◆ Supplied material ◆
# # # # #
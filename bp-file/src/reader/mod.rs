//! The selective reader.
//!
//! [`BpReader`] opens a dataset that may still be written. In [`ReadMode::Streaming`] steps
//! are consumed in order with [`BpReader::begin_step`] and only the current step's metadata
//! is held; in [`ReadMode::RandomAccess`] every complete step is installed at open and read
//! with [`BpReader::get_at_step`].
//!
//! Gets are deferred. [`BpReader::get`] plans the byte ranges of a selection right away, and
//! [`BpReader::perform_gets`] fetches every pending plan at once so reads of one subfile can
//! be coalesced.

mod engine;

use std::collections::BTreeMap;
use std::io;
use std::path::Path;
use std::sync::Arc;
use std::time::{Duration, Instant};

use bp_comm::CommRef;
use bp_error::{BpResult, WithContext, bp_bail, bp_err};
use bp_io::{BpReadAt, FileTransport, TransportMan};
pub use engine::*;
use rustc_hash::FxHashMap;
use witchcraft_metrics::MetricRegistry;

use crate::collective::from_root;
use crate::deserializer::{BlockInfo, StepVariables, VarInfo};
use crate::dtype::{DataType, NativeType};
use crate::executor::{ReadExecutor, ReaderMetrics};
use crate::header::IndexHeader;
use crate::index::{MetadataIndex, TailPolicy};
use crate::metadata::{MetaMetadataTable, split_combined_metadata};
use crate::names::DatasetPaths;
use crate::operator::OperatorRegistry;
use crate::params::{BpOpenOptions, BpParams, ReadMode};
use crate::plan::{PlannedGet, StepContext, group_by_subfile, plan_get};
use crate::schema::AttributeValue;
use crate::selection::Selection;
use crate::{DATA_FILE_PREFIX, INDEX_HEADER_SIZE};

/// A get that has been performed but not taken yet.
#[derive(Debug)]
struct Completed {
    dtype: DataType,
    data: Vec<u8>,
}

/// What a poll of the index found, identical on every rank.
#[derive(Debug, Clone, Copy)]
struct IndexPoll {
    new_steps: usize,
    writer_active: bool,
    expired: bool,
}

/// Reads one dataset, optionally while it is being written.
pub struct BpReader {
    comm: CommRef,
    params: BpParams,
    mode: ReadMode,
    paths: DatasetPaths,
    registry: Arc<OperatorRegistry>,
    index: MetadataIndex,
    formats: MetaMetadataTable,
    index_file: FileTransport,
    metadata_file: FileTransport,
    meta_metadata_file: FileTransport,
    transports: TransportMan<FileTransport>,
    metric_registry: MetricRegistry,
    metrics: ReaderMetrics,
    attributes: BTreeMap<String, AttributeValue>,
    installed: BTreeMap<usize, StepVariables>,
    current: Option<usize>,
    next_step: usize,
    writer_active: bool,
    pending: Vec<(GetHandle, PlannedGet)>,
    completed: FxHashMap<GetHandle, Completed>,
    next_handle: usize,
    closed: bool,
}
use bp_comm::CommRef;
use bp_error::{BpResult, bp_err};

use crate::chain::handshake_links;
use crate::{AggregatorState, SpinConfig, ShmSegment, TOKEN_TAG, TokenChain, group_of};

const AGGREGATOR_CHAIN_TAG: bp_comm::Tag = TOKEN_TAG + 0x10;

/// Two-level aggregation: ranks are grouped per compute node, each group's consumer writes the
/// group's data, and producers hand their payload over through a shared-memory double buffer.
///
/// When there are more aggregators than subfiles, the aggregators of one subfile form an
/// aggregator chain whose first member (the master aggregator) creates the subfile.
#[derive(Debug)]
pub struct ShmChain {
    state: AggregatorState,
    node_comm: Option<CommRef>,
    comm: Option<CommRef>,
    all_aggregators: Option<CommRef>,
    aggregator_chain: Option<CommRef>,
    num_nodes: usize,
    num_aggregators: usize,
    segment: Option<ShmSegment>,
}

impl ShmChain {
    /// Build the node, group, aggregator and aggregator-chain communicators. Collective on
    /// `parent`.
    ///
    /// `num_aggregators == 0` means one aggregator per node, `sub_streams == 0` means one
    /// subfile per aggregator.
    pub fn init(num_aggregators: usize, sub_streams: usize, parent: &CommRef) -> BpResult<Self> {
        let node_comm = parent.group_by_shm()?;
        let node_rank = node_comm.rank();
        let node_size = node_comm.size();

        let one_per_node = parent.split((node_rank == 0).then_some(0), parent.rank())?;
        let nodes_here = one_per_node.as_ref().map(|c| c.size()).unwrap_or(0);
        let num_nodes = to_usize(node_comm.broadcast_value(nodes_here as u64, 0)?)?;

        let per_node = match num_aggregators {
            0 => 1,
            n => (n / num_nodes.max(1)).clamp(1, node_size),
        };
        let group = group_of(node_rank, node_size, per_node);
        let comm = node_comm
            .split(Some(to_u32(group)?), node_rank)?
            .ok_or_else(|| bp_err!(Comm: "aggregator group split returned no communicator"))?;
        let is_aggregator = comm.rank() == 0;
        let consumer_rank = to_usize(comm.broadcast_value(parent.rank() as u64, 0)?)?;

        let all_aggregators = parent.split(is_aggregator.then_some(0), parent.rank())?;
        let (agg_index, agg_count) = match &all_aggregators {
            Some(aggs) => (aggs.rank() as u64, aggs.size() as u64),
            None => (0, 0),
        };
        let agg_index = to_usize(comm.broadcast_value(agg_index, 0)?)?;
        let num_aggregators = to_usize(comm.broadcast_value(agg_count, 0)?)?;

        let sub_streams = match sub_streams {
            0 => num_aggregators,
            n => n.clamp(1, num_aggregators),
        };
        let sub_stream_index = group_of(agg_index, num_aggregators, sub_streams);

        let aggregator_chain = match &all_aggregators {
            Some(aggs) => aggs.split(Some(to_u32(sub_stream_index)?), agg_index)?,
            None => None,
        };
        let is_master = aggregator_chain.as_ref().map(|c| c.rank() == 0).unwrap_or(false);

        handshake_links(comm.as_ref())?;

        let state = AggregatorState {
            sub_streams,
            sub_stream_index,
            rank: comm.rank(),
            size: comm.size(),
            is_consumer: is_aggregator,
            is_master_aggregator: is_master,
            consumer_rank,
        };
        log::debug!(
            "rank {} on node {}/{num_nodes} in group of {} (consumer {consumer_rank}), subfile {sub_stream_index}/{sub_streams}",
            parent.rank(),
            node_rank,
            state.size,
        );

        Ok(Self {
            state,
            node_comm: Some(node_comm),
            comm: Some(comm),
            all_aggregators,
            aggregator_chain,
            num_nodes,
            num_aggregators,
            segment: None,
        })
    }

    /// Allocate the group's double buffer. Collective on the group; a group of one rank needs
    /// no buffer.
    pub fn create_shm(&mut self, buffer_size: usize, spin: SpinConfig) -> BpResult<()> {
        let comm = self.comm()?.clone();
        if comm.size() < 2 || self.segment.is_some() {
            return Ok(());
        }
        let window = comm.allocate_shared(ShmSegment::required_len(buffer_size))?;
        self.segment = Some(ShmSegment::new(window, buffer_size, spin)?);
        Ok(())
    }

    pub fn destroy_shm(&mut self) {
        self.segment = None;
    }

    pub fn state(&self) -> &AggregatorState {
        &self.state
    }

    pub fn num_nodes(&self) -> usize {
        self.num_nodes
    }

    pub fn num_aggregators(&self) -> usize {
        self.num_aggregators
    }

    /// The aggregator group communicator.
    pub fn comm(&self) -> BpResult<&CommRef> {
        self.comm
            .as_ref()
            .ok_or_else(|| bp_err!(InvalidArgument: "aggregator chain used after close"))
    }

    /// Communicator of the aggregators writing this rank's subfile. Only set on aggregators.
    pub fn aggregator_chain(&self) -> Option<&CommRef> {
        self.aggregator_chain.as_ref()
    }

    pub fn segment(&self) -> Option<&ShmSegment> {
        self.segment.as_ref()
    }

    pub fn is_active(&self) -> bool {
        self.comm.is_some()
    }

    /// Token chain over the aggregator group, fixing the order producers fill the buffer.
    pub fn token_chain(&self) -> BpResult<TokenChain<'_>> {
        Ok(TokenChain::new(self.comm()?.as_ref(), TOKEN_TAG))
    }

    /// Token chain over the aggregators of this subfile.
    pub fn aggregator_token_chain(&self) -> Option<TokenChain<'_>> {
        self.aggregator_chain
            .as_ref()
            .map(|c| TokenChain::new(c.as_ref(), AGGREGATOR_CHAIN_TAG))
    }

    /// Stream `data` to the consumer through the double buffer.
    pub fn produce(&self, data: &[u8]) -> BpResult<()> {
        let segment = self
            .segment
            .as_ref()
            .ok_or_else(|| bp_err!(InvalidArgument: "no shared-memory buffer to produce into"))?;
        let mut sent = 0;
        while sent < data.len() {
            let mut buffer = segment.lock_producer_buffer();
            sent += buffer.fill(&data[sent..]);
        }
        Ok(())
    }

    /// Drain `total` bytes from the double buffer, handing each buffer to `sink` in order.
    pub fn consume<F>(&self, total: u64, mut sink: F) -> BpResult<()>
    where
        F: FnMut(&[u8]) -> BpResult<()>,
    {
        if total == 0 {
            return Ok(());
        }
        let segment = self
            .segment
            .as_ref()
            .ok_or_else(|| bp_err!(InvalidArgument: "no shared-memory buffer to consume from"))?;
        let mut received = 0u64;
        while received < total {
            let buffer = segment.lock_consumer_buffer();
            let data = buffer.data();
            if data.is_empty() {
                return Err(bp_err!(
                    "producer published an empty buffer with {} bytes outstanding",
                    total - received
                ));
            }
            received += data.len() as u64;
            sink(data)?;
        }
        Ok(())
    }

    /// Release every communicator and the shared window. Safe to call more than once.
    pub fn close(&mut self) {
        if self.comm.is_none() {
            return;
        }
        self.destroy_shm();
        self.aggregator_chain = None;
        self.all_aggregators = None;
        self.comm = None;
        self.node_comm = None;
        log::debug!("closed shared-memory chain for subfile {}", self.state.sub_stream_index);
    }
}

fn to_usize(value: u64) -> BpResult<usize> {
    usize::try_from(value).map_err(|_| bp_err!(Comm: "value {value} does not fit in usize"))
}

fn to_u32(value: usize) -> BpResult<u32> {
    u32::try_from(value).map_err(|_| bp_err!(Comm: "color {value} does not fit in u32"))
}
# # # # #
◆ Task objective ◆
Nothing but the lines from the start of the data through the line holding "current step's metadata" should be restated, and each one exactly.

◆ Task result ◆
filename bp-file/src/reader/mod.rs
//! The selective reader.
//!
//! [`BpReader`] opens a dataset that may still be written. In [`ReadMode::Streaming`] steps
//! are consumed in order with [`BpReader::begin_step`] and only the current step's metadata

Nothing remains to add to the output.